**Task to complete**: Whenever a line carries the word "RequestBody", pull it out of the entries.

Data excerpts:
[Start of Attachment]

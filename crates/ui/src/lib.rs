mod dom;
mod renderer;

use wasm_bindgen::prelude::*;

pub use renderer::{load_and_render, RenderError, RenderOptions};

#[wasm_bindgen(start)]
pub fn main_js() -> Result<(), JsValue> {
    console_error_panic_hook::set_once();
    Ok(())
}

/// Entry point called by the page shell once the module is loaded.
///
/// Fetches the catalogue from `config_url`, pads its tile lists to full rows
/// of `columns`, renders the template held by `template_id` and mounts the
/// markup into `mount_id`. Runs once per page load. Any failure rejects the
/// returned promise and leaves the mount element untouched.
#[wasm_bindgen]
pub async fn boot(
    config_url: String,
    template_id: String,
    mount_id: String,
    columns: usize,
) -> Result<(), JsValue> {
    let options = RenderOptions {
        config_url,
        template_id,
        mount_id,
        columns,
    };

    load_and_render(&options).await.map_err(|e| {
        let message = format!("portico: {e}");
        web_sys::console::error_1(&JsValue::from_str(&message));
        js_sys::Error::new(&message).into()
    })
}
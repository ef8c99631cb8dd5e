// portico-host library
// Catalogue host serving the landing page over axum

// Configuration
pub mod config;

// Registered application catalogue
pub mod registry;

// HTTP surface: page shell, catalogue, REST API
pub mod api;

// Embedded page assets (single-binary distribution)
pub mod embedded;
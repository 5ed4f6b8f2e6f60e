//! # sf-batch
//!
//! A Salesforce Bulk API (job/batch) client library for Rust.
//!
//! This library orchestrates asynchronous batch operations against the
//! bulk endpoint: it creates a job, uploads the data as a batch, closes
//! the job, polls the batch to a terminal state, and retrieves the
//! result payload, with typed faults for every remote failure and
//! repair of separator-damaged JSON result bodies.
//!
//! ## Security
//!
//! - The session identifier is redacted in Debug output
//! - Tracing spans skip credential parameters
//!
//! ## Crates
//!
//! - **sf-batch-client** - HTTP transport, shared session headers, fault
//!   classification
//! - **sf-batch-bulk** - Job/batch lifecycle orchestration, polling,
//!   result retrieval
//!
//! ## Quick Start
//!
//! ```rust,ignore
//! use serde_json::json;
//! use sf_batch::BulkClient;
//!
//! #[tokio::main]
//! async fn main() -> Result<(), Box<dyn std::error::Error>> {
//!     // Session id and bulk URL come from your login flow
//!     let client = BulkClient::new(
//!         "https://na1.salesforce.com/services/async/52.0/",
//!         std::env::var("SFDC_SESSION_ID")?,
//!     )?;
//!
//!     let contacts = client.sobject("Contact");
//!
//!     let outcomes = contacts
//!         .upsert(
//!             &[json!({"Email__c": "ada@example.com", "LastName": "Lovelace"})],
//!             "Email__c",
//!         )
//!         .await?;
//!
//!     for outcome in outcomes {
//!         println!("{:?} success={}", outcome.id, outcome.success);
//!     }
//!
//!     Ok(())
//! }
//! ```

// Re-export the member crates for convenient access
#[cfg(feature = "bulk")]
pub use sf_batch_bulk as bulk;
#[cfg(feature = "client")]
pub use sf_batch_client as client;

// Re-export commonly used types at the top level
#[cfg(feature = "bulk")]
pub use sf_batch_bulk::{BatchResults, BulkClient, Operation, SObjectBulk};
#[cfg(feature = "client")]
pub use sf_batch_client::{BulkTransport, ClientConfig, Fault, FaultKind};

[End of Attachment]
[Start of Attachment]

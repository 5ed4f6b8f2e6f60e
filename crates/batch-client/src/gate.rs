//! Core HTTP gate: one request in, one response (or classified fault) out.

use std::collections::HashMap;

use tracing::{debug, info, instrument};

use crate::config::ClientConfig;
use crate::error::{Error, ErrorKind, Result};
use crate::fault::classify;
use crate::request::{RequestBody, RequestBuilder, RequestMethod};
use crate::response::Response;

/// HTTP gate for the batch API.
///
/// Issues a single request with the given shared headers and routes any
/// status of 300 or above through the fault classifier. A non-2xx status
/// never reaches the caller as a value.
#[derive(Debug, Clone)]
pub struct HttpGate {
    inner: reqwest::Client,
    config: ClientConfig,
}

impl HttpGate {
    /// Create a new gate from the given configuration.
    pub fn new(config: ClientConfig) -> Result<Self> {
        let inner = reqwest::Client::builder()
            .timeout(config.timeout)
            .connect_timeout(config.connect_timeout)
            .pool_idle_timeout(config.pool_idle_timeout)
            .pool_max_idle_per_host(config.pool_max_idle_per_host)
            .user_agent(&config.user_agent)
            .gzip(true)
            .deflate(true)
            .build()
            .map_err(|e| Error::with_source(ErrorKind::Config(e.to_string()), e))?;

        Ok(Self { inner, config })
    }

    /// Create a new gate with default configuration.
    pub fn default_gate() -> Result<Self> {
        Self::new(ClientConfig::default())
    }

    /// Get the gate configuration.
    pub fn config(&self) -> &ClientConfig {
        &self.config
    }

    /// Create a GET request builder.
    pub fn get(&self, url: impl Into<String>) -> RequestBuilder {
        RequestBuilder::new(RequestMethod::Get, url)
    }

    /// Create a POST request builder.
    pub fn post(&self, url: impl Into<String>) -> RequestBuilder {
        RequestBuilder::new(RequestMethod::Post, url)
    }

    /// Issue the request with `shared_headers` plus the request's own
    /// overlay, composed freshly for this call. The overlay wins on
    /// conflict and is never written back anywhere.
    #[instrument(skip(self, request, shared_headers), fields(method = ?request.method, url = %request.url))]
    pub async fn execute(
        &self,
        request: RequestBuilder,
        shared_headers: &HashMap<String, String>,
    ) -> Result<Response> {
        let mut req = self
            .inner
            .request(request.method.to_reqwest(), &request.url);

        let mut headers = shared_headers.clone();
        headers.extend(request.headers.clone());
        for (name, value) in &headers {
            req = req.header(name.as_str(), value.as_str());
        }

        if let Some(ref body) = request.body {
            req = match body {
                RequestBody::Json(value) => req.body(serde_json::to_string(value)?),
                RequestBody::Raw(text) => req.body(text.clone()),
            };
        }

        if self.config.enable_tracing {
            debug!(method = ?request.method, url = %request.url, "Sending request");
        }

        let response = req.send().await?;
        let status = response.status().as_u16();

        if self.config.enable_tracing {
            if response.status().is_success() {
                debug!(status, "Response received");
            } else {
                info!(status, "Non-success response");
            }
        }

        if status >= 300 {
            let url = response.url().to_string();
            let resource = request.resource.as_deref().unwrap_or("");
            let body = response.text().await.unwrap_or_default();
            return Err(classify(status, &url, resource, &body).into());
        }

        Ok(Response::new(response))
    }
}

[End of Attachment]

**The answer**:
use crate::request::{RequestBody, RequestBuilder, RequestMethod};
                RequestBody::Json(value) => req.body(serde_json::to_string(value)?),
                RequestBody::Raw(text) => req.body(text.clone()),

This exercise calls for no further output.